═══ Task data ═══

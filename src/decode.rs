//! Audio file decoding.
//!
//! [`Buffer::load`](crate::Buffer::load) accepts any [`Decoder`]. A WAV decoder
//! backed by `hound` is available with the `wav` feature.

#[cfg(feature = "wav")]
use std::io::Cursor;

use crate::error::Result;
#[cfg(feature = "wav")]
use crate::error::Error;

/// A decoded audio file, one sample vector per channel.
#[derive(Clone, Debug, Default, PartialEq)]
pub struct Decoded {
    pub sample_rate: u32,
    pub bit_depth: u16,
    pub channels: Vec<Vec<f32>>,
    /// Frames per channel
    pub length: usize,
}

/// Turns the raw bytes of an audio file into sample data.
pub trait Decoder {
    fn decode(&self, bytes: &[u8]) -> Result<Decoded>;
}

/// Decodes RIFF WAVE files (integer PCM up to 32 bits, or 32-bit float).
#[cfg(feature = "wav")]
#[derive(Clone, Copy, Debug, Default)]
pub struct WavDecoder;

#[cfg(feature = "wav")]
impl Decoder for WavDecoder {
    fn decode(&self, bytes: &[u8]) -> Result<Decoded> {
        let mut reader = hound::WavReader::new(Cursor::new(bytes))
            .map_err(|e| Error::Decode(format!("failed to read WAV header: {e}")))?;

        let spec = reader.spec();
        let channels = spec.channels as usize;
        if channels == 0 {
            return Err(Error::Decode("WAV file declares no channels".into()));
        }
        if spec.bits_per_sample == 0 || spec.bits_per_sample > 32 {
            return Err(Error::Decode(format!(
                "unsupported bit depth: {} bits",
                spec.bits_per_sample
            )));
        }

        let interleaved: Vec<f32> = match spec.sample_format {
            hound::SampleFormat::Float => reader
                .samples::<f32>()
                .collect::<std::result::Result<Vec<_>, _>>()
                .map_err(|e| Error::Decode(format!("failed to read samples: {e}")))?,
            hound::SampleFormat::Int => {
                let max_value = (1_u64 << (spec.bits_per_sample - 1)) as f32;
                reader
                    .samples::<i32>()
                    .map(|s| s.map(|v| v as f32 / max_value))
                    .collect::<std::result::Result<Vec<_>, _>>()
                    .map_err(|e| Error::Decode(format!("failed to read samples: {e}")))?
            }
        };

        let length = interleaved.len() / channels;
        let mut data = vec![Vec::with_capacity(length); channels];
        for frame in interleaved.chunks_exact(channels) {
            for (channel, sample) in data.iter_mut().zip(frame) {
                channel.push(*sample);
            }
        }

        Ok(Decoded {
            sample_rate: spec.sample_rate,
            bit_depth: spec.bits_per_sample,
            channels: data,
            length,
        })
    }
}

═══
═══ Task data ═══

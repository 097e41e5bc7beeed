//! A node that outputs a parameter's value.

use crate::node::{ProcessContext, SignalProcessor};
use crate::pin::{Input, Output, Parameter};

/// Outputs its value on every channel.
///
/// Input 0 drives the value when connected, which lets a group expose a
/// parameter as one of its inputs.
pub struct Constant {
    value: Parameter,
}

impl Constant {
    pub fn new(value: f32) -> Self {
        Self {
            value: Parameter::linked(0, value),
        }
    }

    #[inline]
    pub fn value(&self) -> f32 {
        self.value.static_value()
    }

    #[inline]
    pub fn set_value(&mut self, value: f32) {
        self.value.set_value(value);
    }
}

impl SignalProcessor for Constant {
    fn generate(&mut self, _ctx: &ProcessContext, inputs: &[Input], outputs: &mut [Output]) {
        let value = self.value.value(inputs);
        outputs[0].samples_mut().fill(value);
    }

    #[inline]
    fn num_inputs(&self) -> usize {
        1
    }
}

═══
═══ Task data ═══

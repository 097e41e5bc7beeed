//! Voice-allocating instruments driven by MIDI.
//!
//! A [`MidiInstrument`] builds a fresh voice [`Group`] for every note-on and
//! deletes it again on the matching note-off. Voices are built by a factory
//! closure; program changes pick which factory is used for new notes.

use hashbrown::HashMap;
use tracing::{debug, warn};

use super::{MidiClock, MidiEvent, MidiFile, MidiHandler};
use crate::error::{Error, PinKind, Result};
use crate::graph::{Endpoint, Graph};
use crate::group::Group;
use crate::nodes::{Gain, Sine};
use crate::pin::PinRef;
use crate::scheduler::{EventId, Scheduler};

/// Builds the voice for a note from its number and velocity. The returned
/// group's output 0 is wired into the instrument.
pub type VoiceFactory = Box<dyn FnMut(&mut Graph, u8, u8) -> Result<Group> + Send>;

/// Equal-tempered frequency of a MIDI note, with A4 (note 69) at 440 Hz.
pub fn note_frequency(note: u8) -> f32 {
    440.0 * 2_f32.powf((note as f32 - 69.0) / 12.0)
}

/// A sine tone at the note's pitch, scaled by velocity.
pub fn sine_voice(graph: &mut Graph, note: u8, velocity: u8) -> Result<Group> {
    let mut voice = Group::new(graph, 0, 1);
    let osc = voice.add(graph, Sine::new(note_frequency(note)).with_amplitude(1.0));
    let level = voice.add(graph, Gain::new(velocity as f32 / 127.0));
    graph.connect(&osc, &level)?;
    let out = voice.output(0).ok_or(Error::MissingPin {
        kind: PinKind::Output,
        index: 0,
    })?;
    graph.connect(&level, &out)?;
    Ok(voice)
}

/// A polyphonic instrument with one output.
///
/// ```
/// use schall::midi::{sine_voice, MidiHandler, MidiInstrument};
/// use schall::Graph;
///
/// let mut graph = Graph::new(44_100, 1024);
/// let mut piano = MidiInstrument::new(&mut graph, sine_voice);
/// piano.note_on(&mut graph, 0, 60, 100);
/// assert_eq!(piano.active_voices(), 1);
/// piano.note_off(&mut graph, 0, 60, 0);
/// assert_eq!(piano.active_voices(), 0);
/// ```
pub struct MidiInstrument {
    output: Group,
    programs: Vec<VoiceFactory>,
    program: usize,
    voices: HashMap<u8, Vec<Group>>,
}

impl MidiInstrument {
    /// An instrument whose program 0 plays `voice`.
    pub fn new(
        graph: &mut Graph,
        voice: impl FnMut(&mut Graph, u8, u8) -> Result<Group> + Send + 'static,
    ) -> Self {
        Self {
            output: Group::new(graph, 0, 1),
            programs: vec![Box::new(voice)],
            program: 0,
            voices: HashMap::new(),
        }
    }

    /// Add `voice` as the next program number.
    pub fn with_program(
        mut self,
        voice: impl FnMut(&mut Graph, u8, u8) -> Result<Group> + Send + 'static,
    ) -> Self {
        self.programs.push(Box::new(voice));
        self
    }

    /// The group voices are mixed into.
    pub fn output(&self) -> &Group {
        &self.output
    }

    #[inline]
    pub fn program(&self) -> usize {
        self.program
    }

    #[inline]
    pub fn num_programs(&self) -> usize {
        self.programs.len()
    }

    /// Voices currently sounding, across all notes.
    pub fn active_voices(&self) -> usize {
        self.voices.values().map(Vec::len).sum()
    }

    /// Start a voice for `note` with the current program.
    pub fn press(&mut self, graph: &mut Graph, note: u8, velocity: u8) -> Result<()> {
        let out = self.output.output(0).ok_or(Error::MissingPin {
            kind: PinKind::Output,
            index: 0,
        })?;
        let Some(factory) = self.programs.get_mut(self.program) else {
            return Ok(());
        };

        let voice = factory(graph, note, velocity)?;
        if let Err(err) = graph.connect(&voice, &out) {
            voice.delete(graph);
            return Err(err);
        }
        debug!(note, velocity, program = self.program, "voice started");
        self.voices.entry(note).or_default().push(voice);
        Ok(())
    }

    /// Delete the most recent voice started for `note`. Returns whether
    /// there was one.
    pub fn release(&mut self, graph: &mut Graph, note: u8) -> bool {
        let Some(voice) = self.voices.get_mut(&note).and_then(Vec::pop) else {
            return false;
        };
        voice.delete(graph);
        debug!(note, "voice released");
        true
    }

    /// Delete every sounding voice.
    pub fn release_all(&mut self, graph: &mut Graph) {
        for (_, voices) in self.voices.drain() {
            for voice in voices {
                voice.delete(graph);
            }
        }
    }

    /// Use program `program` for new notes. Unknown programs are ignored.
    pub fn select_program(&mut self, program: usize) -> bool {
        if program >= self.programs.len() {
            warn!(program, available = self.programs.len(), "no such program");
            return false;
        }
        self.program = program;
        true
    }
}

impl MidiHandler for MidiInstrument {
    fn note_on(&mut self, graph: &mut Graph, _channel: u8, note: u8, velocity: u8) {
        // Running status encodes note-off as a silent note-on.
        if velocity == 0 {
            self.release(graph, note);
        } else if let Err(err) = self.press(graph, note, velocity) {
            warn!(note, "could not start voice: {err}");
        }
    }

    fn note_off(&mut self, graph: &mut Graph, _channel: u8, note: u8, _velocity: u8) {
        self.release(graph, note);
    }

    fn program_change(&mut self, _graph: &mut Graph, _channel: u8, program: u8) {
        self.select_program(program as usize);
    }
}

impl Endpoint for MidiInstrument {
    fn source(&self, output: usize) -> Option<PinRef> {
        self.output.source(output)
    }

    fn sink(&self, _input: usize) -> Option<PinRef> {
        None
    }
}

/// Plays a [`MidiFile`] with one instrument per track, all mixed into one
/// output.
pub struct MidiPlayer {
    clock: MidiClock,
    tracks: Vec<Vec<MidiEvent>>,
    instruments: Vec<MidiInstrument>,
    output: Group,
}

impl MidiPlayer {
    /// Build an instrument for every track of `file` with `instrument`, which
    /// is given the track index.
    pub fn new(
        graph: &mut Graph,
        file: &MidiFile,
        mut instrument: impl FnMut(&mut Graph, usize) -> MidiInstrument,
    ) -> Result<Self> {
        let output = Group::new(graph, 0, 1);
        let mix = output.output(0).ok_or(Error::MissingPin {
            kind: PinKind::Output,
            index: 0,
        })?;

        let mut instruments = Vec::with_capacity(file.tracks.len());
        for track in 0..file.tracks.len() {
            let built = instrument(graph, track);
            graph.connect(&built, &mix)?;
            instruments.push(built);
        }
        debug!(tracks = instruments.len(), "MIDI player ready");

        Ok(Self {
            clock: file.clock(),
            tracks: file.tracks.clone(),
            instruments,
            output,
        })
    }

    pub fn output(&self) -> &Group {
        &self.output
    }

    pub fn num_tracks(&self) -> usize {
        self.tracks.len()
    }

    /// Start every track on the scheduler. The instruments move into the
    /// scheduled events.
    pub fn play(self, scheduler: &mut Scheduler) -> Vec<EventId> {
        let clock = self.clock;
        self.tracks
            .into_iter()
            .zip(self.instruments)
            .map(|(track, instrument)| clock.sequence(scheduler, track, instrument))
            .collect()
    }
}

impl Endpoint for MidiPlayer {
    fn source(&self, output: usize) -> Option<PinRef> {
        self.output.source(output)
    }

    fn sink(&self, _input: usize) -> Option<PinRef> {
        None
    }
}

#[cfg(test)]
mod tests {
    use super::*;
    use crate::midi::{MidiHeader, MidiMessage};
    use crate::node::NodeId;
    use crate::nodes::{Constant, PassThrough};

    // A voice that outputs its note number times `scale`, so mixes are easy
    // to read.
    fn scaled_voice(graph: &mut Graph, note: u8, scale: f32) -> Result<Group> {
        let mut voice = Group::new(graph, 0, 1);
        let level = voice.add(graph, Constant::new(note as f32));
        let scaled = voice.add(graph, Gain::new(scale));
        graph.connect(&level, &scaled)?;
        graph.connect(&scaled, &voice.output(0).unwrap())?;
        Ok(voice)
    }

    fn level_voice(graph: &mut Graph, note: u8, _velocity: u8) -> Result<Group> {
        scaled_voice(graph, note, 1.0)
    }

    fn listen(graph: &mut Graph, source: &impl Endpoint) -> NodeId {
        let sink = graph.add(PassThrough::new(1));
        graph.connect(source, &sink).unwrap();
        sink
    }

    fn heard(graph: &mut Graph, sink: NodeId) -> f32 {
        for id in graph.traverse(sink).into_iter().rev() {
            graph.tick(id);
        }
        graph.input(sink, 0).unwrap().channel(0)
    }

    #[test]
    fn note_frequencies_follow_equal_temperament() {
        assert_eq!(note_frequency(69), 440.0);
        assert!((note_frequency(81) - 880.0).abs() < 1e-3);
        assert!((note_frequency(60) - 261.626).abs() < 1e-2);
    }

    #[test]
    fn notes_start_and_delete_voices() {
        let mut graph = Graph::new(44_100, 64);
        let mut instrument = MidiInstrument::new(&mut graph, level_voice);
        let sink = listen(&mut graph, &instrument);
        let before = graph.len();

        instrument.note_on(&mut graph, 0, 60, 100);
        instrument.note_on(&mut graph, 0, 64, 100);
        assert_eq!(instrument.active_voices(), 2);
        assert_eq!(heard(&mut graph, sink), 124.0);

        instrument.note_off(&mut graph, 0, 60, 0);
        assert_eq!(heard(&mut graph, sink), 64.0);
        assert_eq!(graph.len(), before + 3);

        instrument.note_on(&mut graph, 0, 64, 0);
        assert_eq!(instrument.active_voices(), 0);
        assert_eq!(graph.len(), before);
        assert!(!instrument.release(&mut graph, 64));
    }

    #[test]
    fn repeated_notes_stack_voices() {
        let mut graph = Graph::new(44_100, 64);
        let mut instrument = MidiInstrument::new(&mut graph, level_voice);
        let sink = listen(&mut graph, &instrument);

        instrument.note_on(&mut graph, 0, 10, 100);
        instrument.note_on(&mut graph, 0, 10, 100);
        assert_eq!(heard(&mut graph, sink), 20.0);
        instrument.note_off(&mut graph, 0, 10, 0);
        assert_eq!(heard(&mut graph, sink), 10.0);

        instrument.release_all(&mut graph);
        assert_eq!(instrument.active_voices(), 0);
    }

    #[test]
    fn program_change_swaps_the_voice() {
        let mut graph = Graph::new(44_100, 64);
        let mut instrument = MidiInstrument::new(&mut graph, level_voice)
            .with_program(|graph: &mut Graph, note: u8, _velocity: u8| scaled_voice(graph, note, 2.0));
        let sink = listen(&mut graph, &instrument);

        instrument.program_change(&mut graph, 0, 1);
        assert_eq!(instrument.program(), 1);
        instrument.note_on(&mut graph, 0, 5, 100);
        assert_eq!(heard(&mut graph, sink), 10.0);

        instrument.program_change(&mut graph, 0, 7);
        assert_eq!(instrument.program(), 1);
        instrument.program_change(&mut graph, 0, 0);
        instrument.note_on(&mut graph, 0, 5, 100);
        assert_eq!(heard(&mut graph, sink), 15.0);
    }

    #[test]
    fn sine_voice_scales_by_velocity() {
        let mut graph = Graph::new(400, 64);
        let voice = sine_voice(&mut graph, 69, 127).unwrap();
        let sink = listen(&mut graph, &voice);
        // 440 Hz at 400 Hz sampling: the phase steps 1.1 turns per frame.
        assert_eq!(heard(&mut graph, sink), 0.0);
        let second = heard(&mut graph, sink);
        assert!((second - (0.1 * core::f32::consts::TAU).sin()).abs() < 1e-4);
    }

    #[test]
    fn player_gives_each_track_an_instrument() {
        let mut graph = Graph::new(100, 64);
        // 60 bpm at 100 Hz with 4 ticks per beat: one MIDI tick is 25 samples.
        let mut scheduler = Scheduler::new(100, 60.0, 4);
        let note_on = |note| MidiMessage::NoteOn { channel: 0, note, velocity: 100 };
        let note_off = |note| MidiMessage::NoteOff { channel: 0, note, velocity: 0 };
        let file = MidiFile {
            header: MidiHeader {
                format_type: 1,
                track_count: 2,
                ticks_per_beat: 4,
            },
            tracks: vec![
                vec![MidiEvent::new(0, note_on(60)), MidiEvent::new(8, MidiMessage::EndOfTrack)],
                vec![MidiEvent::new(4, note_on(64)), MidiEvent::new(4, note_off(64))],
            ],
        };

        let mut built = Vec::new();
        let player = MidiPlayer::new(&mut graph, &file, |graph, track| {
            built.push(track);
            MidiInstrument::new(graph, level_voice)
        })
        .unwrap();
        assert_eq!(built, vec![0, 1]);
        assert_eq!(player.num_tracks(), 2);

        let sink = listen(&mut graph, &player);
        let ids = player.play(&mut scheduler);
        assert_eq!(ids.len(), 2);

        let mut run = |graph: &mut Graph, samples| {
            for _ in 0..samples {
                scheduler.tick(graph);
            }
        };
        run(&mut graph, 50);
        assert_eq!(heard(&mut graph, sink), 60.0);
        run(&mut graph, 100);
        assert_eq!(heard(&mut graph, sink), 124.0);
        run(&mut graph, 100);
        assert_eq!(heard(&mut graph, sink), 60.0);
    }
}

═══

- _Work order_
Every line of the entries above that includes "bytes" should be copied.

- _Answer area_
/// Turns the raw bytes of an audio file into sample data.
    fn decode(&self, bytes: &[u8]) -> Result<Decoded>;
    fn decode(&self, bytes: &[u8]) -> Result<Decoded> {
        let mut reader = hound::WavReader::new(Cursor::new(bytes))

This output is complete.